▶ _PROBLEM_:
Your answer should repeat every line of the records below in which the word "format" appears.

● ● ● ● ● ● ●

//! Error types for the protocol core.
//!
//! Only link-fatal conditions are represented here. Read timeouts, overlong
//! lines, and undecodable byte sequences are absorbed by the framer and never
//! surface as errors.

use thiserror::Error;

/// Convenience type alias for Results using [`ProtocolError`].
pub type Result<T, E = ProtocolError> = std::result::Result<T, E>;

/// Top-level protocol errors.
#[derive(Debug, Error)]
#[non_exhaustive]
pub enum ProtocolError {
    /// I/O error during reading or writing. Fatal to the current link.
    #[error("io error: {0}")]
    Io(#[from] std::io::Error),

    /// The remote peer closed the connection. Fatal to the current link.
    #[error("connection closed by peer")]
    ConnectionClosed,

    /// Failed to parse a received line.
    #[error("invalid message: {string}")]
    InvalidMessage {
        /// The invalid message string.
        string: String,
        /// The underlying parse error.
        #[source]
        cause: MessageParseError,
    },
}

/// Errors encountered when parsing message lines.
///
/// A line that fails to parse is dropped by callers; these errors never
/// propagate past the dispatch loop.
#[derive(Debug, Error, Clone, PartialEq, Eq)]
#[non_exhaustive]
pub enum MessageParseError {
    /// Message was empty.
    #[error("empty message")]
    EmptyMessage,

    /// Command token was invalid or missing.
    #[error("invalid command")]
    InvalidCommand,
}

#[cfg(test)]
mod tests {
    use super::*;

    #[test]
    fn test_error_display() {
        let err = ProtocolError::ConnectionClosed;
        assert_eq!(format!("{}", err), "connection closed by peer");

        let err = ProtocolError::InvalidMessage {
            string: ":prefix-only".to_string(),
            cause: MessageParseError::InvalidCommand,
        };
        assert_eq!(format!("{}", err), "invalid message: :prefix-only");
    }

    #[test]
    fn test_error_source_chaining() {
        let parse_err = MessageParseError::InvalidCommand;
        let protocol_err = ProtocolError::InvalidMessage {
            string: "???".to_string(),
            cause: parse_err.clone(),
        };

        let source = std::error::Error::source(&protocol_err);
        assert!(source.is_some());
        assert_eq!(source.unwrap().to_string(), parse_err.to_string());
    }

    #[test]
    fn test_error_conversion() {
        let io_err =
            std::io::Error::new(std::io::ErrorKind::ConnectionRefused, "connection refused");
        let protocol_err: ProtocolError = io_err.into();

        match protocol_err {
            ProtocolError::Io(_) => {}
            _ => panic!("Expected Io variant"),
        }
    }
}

● ● ● ● ● ● ●

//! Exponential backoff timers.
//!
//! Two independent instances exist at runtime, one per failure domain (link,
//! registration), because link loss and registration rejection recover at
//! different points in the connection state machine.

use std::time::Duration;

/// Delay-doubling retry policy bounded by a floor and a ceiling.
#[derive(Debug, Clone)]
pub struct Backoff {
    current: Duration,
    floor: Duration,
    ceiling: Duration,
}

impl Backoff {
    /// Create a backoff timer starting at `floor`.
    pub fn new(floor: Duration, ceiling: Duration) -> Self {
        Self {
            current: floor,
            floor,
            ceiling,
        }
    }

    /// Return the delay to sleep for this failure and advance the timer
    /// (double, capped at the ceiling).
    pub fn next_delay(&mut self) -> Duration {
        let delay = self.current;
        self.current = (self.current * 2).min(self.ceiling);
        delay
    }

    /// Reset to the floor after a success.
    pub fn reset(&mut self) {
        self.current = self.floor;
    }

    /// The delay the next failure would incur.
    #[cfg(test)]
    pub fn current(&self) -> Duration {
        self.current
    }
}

● ● ● ● ● ● ●

▶ _TASK RESULT_:
        assert_eq!(format!("{}", err), "connection closed by peer");
        assert_eq!(format!("{}", err), "invalid message: :prefix-only");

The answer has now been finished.